My dad’s sauce is also the barbecue I grew up with. Every time my dad would fill the grill with ribs, chicken and pork butt, this sauce was at the center of it. Originally he would mix up the vinegars, onions and spices and marinate the meat in it. Then the next day while the meat was slowly cooking on the grill, he would add the tomato and sugars and transform the marinade in to a thick, rich sauce. These days we usually opt for a dry rub to marinate the meat, but the sauce remains the same. When we moved to Texas, the sauce transferred with us. The sauce has no smoke in it at all, which lets the smoke of the meat shine through. So, in Alabama it takes on a hickory flavor from the wood used there. Mesquite was the wood of choice in Texas and it magically transforms to work with mesquite.

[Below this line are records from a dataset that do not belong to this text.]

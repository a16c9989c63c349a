//! PDF access and page rasterization.
//!
//! This module provides:
//! - The decoding-engine capability and its PDFium implementation
//! - Session lifecycle (source materialization, open, close)
//! - Density-aware page sizing and rendering

mod engine;
mod pdfium;
mod renderer;
mod scaler;
mod session;
mod source;

#[cfg(test)]
pub(crate) mod testing;

pub use engine::*;
pub use pdfium::{PdfiumDocument, PdfiumEngine, PdfiumPage};
pub use renderer::*;
pub use scaler::*;
pub use session::*;
pub use source::*;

Until now my dad’s sauce was just a random list of ingredients that my dad would write down without amounts so he would remember what he put in. From batch to batch the basic flavor would be the same, but the nuances of the sauce would change. One batch would be strong with allspice and orange, and the next batch peppery and full of cinnamon. For years I begged him to write down the amounts, but as one of those cooks that cooks purely from sight, smell and taste, it was hard to pin him down to amounts. So, as any good daughter would do, I trapped him. I knew he was visiting and I lured him in with the promise of a slow-smoked Texas-style brisket made with the unbelievably good grass-fed beef we purchased last fall. Once I had him at the house, and the brisket was six hours into a good smoke, I informed him that we were making his sauce. Working from one of his lists of ingredients, we carefully measured and tasted, smelled and adjusted until we had the sauce just right.
It tastes just as good on pork, chicken and beef. It’s good on chopped brisket sandwiches, it’s good on pulled pork and it’s good on grilled chicken wings. It’s also good on vegetables. I love grilled mushrooms brushed with a little of this sauce, and it makes a very tasty topping for baked potatoes. It’s a little good on anything you put it on. Enjoy!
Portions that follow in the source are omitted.